Metropolitan News-Enterprise

 

Monday, August 14, 2006

 

Page 1

 

Governor Names Judith L. Meyer to Superior Court

 

By a MetNews Staff Writer

 

Gov. Arnold Schwarzenegger Friday named Deputy District Attorney Judith Levey Meyer to the Los Angeles Superior Court.

Meyer, who was elected in June to succeed Judge Stephen Petersen, told the MetNews she expects to be sworn in just before or just after Labor Day. Petersen retired June 26; the appointment allows Meyer to serve the last four months of Petersen’s unexpired term.

Meyer, who once told a reporter that she had aspired to the bench ever since starting law school, said her goal is “to make lawyers happy to come into [her] courtroom.”

She won a strong victory over two opponents in the June primary, in contrast with the 2004 election in which she lost a hotly contested runoff to then-Commissioner Donna Groman.

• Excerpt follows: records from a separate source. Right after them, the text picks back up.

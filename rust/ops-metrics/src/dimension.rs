//! Grouping dimensions and time bucketing.

use crate::vehicle;
use serde::Serialize;
use std::{fmt, str::FromStr};

#[derive(Debug, Clone, Copy, PartialEq, Eq, Hash, Serialize)]
#[serde(rename_all = "snake_case")]
pub enum Dimension {
    ServiceTier,
    VehicleCategory,
    FlowType,
    City,
    State,
    MerchantId,
    TripTag,
    UserOsType,
    UserSdkVersion,
    UserBundleVersion,
    UserAppVersion,
    DynamicPricingLogicVersion,
    PoolingLogicVersion,
    PickupDistLeftBucket,
    TimeToCancelBkt,
    ReasonCode,
}

/// How a dimension's value is read from a row.
#[derive(Debug, Clone, Copy, PartialEq, Eq)]
pub enum Extraction {
    /// Scalar column grouped directly.
    Column(&'static str),
    /// Category derived from `service_tier`.
    VehicleCategory,
    /// JSON object column of `key -> count`, exploded into one row per key.
    JsonMap(&'static str),
}

impl Dimension {
    pub const ALL: [Dimension; 16] = [
        Dimension::ServiceTier,
        Dimension::VehicleCategory,
        Dimension::FlowType,
        Dimension::City,
        Dimension::State,
        Dimension::MerchantId,
        Dimension::TripTag,
        Dimension::UserOsType,
        Dimension::UserSdkVersion,
        Dimension::UserBundleVersion,
        Dimension::UserAppVersion,
        Dimension::DynamicPricingLogicVersion,
        Dimension::PoolingLogicVersion,
        Dimension::PickupDistLeftBucket,
        Dimension::TimeToCancelBkt,
        Dimension::ReasonCode,
    ];

    pub fn as_str(self) -> &'static str {
        match self {
            Dimension::ServiceTier => "service_tier",
            Dimension::VehicleCategory => "vehicle_category",
            Dimension::FlowType => "flow_type",
            Dimension::City => "city",
            Dimension::State => "state",
            Dimension::MerchantId => "merchant_id",
            Dimension::TripTag => "trip_tag",
            Dimension::UserOsType => "user_os_type",
            Dimension::UserSdkVersion => "user_sdk_version",
            Dimension::UserBundleVersion => "user_bundle_version",
            Dimension::UserAppVersion => "user_app_version",
            Dimension::DynamicPricingLogicVersion => "dynamic_pricing_logic_version",
            Dimension::PoolingLogicVersion => "pooling_logic_version",
            Dimension::PickupDistLeftBucket => "pickup_dist_left_bucket",
            Dimension::TimeToCancelBkt => "time_to_cancel_bkt",
            Dimension::ReasonCode => "reason_code",
        }
    }

    pub fn extraction(self) -> Extraction {
        match self {
            Dimension::VehicleCategory => Extraction::VehicleCategory,
            Dimension::PickupDistLeftBucket
            | Dimension::TimeToCancelBkt
            | Dimension::ReasonCode => Extraction::JsonMap(self.as_str()),
            other => Extraction::Column(other.as_str()),
        }
    }

    pub fn is_json_map(self) -> bool {
        matches!(self.extraction(), Extraction::JsonMap(_))
    }

    /// Dimensions whose groups are service tiers or collections of them.
    pub fn is_tier_based(self) -> bool {
        matches!(self, Dimension::ServiceTier | Dimension::VehicleCategory)
    }
}

impl fmt::Display for Dimension {
    fn fmt(&self, f: &mut fmt::Formatter<'_>) -> fmt::Result {
        f.write_str(self.as_str())
    }
}

impl FromStr for Dimension {
    type Err = String;

    /// Accepts `snake_case` as well as the `camelCase` spelling used by the UI.
    fn from_str(value: &str) -> Result<Self, Self::Err> {
        let wanted: String = value
            .trim()
            .chars()
            .filter(|ch| *ch != '_')
            .flat_map(char::to_lowercase)
            .collect();

        Dimension::ALL
            .into_iter()
            .find(|dimension| dimension.as_str().replace('_', "") == wanted)
            .ok_or_else(|| format!("unsupported dimension '{value}'"))
    }
}

/// Grouping expression for a scalar dimension.
///
/// Callers must route JSON-map dimensions through [`JsonMapPairs`] instead;
/// their shape needs a nested query and cannot be grouped on directly.
pub fn scalar_expr(dimension: Dimension) -> Option<String> {
    match dimension.extraction() {
        Extraction::Column(column) => Some(format!("ifNull(toString({column}), '')")),
        Extraction::VehicleCategory => Some(vehicle::category_sql("service_tier")),
        Extraction::JsonMap(_) => None,
    }
}

/// Expressions for exploding a JSON `key -> count` column.
///
/// `pair` belongs in the inner query's select list; `key` and `value` read the
/// tuple it produces from the outer query.
#[derive(Debug, Clone, PartialEq, Eq)]
pub struct JsonMapPairs {
    pub pair: String,
    pub key: &'static str,
    pub value: &'static str,
}

pub fn json_map_pairs(dimension: Dimension) -> Option<JsonMapPairs> {
    match dimension.extraction() {
        Extraction::JsonMap(column) => Some(JsonMapPairs {
            pair: format!(
                "arrayJoin(JSONExtractKeysAndValues(ifNull({column}, '{{}}'), 'Float64')) AS kv"
            ),
            key: "tupleElement(kv, 1)",
            value: "tupleElement(kv, 2)",
        }),
        _ => None,
    }
}

#[derive(Debug, Clone, Copy, PartialEq, Eq, Default, Serialize)]
#[serde(rename_all = "lowercase")]
pub enum Granularity {
    Hour,
    #[default]
    Day,
}

impl FromStr for Granularity {
    type Err = String;

    fn from_str(value: &str) -> Result<Self, Self::Err> {
        match value.trim().to_ascii_lowercase().as_str() {
            "hour" | "hourly" => Ok(Granularity::Hour),
            "day" | "daily" => Ok(Granularity::Day),
            other => Err(format!("unsupported granularity '{other}'")),
        }
    }
}

/// Truncation function and display format for one granularity. They come from
/// the same match so an hourly bucket always renders with its hour.
#[derive(Debug, Clone, Copy, PartialEq, Eq)]
pub struct TimeBucket {
    pub function: &'static str,
    pub display_format: &'static str,
}

impl Granularity {
    pub fn bucket(self) -> TimeBucket {
        match self {
            Granularity::Hour => TimeBucket {
                function: "toStartOfHour",
                display_format: "%Y-%m-%d %H:%i:%S",
            },
            Granularity::Day => TimeBucket {
                function: "toStartOfDay",
                display_format: "%Y-%m-%d",
            },
        }
    }
}

impl TimeBucket {
    pub fn truncate(&self, column: &str) -> String {
        format!("{}(toDateTime({column}))", self.function)
    }

    pub fn display(&self, bucket: &str) -> String {
        format!("formatDateTime({bucket}, '{}')", self.display_format)
    }
}

#[cfg(test)]
mod tests {
    use super::*;

    #[test]
    fn parses_snake_and_camel_case() {
        assert_eq!("service_tier".parse::<Dimension>(), Ok(Dimension::ServiceTier));
        assert_eq!("serviceTier".parse::<Dimension>(), Ok(Dimension::ServiceTier));
        assert_eq!("reasonCode".parse::<Dimension>(), Ok(Dimension::ReasonCode));
        assert!("driver_name".parse::<Dimension>().is_err());
    }

    #[test]
    fn every_dimension_round_trips_through_its_name() {
        for dimension in Dimension::ALL {
            assert_eq!(dimension.as_str().parse::<Dimension>(), Ok(dimension));
        }
    }

    #[test]
    fn only_cancellation_maps_are_json() {
        let json: Vec<_> = Dimension::ALL
            .into_iter()
            .filter(|dimension| dimension.is_json_map())
            .collect();
        assert_eq!(
            json,
            vec![
                Dimension::PickupDistLeftBucket,
                Dimension::TimeToCancelBkt,
                Dimension::ReasonCode
            ]
        );
        for dimension in json {
            assert!(scalar_expr(dimension).is_none());
            assert!(json_map_pairs(dimension).is_some());
        }
    }

    #[test]
    fn scalar_dimensions_group_on_their_column() {
        assert_eq!(
            scalar_expr(Dimension::FlowType).as_deref(),
            Some("ifNull(toString(flow_type), '')")
        );
        assert!(scalar_expr(Dimension::VehicleCategory)
            .unwrap()
            .starts_with("multiIf("));
        assert!(json_map_pairs(Dimension::City).is_none());
    }

    #[test]
    fn json_map_pairs_explode_the_column() {
        let pairs = json_map_pairs(Dimension::ReasonCode).unwrap();
        assert_eq!(
            pairs.pair,
            "arrayJoin(JSONExtractKeysAndValues(ifNull(reason_code, '{}'), 'Float64')) AS kv"
        );
    }

    #[test]
    fn hourly_format_has_time_of_day() {
        let bucket = Granularity::Hour.bucket();
        assert!(bucket.display_format.contains("%H"));
        assert!(bucket.display_format.contains("%i"));
        assert_eq!(bucket.function, "toStartOfHour");
    }

    #[test]
    fn daily_format_has_no_time_of_day() {
        let bucket = Granularity::Day.bucket();
        for token in ["%H", "%i", "%S"] {
            assert!(!bucket.display_format.contains(token));
        }
        assert_eq!(bucket.function, "toStartOfDay");
        assert_eq!(
            bucket.display(&bucket.truncate("date")),
            "formatDateTime(toStartOfDay(toDateTime(date)), '%Y-%m-%d')"
        );
    }

    #[test]
    fn parses_granularity() {
        assert_eq!("HOUR".parse::<Granularity>(), Ok(Granularity::Hour));
        assert_eq!("daily".parse::<Granularity>(), Ok(Granularity::Day));
        assert!("week".parse::<Granularity>().is_err());
    }
}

Meyer, a 39-year-old Long Beach resident, has held a number of assignments as a prosecutor, most recently handling elder abuse cases. She was previously a sex crimes prosecutor at the Torrance courthouse.

She is a 1988 graduate of UC Santa Barbara, and worked as an emergency medical technician in Santa Barbara during her last two years of school. She also has extensive experience as a guide for white-water rafting, skiing, and bicycling trips.

She earned a law degree from Pepperdine University in 1993, and received a certificate from the university’s alternative dispute resolution program the same year.

She began her prosecutorial career as a deputy district attorney in Ventura County, but switched to the Los Angeles District Attorney’s Office a year later, starting out in child support enforcement until an opening on the criminal side of the office came up.

Meyer is also an assistant professor at Pacific Coast University School of Law in Long Beach, where she had taught since 2002. She started out as a legal research and writing instructor but is now slated to teach constitutional law.

Meyer is a Republican.

The governor Friday also named San Mateo Deputy District Attorney Susan I. Etezadi, 47, to the San Mateo Superior Court. Etezadi, who previously did insurance fraud, homicide, and sexual assault cases, now specializes in cases involving mental health and environmental health issues.

Etezadi is a graduate of UC Davis and holds a law degree from the University of San Diego. A Democrat, she was elected in June to fill the vacancy created by the retirement of Judge John Schwartz, and, like Meyer, would have taken office in January if not for the appointment.

As of July 1, Superior Court judges are paid $150,696 annually.